WHAT THE EXERCISE ASKS - Find every line with the string "theme" in the material below and copy it.
*** Opening of RECORDS PROVIDED ***
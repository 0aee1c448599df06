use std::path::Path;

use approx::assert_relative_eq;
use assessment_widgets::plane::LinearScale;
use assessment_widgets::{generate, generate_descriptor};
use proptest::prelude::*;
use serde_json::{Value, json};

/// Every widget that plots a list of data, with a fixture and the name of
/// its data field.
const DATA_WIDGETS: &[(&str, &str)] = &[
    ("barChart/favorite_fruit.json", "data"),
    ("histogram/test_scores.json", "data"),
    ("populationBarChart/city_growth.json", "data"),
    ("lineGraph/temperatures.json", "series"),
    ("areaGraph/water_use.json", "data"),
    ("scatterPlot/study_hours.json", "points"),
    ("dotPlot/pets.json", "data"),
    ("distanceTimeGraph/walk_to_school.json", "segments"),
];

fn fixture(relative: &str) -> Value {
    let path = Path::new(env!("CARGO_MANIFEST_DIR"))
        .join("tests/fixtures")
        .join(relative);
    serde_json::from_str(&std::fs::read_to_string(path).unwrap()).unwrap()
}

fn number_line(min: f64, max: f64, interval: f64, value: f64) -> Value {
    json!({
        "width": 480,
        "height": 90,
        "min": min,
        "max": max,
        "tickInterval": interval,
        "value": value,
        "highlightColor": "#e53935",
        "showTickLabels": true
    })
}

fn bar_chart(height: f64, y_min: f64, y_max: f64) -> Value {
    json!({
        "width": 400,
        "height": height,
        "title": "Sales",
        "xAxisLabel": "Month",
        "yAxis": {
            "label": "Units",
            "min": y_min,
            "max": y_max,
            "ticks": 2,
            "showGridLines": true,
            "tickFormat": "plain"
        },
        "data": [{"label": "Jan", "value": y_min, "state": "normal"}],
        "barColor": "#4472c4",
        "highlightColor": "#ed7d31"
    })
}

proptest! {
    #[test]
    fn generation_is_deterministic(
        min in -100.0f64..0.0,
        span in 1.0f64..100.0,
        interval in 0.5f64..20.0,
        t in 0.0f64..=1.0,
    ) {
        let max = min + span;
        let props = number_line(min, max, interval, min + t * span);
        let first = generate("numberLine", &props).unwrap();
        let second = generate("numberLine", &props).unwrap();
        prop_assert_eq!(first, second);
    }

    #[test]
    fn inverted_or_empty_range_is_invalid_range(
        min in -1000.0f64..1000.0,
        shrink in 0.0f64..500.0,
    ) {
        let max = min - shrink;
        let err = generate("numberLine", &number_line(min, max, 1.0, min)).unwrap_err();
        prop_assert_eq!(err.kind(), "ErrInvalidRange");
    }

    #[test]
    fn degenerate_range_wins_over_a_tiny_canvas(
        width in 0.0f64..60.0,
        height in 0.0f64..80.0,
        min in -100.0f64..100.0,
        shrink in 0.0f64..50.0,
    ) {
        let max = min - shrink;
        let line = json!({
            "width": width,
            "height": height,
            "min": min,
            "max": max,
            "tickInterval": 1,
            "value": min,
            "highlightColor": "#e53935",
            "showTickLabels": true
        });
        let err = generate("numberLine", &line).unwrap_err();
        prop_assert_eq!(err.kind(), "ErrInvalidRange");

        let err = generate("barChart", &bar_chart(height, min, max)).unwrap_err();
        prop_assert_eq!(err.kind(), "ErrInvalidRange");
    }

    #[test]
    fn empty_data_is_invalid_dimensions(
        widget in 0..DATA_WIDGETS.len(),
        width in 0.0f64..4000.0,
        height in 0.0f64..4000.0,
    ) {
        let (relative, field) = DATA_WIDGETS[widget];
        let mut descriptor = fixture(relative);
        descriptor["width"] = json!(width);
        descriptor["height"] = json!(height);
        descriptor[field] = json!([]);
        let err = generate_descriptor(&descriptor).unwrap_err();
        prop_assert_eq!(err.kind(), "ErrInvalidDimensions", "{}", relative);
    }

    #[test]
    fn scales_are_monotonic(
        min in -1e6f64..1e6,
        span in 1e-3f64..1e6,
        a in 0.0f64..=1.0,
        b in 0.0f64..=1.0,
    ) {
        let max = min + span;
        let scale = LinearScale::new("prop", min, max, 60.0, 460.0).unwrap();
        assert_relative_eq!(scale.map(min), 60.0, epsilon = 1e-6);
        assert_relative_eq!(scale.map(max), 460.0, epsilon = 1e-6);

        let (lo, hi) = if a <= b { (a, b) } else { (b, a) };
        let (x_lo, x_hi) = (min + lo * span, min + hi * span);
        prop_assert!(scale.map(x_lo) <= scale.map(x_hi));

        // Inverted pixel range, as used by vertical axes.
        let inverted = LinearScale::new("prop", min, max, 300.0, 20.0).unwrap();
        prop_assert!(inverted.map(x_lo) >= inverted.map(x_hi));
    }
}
*** Close of RECORDS PROVIDED ***
*** Opening of RECORDS PROVIDED ***
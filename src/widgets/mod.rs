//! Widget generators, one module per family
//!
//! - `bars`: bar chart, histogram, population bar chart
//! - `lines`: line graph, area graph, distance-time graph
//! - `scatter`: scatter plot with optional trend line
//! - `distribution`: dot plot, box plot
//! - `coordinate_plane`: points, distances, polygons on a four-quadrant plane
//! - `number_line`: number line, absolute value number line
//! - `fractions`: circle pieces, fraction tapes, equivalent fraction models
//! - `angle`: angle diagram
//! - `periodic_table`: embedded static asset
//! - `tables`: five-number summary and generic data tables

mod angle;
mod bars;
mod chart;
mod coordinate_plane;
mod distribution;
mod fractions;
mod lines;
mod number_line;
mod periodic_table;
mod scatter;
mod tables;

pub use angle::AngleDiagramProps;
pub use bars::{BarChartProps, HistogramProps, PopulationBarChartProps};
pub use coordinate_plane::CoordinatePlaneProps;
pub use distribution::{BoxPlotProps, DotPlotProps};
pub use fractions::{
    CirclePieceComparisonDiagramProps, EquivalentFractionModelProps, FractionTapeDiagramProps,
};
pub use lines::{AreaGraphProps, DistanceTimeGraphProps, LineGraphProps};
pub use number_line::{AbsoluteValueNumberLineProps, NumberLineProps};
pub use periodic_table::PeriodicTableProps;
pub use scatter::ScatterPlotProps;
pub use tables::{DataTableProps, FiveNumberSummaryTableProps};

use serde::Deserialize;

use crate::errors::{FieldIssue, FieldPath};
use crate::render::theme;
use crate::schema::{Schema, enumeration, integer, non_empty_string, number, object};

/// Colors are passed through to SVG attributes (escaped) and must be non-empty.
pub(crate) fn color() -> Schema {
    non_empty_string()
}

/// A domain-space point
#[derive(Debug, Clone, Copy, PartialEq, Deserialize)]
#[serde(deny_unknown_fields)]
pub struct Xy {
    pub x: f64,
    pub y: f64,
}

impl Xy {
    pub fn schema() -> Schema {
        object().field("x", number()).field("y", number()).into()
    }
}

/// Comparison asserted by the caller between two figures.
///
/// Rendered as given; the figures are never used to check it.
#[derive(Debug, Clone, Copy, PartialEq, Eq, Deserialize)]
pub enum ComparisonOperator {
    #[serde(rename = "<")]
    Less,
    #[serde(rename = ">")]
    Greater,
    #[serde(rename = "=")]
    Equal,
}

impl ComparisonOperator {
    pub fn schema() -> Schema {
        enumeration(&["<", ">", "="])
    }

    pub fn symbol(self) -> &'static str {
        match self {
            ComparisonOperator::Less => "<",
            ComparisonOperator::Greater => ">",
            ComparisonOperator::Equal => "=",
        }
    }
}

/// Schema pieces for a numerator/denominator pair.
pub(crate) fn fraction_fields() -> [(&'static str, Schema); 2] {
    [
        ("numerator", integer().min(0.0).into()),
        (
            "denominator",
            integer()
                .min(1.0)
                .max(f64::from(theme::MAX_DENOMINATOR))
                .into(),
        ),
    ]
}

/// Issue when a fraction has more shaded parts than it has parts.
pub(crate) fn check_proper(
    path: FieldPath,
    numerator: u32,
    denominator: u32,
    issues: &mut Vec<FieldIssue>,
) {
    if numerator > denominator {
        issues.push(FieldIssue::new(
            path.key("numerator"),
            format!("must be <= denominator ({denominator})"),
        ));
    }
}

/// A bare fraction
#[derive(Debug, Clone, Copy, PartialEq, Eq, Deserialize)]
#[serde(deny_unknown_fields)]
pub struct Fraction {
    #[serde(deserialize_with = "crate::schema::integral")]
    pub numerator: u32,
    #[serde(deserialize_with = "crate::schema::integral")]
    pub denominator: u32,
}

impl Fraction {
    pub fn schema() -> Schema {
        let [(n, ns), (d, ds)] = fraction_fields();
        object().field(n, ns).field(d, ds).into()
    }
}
*** Close of RECORDS PROVIDED ***
*** Opening of RECORDS PROVIDED ***
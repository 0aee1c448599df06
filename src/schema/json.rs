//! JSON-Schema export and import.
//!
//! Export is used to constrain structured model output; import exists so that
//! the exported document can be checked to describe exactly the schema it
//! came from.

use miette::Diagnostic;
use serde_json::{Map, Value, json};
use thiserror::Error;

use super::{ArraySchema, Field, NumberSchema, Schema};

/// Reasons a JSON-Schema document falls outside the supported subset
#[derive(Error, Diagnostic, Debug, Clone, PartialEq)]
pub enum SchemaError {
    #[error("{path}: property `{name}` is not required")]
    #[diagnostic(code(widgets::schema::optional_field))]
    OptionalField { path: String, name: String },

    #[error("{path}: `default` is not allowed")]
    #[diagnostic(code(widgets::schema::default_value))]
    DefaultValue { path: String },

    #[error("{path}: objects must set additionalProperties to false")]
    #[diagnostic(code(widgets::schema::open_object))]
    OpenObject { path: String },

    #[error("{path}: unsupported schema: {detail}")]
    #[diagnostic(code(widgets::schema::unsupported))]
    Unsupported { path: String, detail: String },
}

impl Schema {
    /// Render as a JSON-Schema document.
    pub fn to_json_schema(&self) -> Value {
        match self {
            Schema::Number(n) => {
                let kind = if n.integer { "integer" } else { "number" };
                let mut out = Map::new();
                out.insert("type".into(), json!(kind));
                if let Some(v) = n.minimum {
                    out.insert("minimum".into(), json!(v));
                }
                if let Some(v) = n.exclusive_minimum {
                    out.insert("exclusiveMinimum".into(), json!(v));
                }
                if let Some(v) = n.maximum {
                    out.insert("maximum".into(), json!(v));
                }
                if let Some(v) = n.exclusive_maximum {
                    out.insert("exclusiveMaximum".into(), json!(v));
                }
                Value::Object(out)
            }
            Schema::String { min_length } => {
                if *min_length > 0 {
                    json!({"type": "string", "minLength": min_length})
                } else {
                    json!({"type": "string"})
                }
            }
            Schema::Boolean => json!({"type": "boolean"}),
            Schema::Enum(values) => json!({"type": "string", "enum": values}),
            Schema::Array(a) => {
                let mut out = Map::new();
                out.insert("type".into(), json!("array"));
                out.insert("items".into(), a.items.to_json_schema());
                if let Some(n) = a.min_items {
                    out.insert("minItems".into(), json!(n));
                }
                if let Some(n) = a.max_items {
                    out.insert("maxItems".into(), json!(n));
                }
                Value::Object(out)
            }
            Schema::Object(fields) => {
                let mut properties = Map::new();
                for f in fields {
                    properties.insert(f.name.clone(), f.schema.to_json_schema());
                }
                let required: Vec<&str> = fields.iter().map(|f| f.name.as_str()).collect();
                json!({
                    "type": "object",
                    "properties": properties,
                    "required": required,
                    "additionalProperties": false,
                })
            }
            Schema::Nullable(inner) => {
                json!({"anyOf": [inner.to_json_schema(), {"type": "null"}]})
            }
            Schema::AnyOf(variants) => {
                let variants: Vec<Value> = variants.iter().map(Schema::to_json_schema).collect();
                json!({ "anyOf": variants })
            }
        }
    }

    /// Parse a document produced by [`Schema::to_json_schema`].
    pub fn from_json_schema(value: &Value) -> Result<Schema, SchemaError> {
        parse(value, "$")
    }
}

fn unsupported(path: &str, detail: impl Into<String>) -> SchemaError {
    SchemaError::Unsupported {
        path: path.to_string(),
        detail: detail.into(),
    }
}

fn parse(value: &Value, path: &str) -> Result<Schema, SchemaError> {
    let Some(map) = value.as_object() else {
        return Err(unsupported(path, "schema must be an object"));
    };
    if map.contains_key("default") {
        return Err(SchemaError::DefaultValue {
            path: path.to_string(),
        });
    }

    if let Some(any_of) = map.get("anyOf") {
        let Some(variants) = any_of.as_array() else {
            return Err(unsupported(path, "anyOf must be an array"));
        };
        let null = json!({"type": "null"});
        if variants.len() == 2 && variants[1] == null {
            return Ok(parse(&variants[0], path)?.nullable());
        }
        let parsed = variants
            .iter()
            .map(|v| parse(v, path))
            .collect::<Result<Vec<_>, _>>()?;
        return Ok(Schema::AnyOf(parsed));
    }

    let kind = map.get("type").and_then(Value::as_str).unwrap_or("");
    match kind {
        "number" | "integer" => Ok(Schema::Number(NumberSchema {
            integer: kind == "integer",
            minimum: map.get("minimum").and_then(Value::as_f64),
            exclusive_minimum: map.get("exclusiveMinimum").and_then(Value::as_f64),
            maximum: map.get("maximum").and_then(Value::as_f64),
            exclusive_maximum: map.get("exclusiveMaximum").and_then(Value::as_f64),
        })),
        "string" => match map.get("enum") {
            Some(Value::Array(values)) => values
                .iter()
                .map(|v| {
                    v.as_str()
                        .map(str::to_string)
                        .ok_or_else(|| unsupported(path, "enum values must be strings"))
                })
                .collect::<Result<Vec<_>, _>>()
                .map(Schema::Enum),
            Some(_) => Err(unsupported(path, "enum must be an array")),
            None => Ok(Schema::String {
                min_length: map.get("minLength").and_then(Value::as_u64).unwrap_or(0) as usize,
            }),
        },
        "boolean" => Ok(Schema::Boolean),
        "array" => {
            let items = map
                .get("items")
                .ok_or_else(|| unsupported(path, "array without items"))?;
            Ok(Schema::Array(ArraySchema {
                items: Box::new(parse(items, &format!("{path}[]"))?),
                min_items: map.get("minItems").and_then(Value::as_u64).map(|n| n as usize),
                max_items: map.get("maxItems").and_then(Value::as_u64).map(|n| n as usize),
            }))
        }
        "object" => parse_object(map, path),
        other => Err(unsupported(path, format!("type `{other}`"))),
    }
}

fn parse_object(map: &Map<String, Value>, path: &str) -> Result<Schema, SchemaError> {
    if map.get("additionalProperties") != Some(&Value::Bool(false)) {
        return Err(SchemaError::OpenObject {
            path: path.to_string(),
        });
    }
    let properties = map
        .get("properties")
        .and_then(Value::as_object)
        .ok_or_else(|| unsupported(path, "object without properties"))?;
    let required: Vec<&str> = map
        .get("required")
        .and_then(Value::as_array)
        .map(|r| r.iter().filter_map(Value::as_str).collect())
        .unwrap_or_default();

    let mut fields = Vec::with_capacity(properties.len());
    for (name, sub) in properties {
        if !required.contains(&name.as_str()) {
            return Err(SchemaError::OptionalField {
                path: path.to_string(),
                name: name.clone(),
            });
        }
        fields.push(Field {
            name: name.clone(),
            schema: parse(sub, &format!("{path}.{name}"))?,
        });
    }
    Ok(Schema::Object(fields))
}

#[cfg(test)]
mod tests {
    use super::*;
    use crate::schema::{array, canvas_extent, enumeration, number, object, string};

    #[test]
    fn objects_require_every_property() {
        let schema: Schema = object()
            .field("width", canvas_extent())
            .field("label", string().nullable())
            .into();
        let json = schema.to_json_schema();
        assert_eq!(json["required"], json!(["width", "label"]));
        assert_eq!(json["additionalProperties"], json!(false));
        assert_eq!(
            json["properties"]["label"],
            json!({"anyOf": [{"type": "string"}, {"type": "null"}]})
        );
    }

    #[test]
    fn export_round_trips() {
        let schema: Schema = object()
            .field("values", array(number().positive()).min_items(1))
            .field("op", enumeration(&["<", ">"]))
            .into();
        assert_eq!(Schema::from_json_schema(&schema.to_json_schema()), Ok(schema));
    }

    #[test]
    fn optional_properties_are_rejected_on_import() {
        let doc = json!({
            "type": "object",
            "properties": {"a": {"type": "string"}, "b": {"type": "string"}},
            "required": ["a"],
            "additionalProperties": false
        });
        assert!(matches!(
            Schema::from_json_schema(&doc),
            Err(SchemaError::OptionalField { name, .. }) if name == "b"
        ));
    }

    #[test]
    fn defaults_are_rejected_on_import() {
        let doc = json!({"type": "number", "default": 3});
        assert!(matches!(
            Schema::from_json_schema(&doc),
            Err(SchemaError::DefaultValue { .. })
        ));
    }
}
*** Close of RECORDS PROVIDED ***
ANSWER SPACE -
use crate::render::theme;
                .max(f64::from(theme::MAX_DENOMINATOR))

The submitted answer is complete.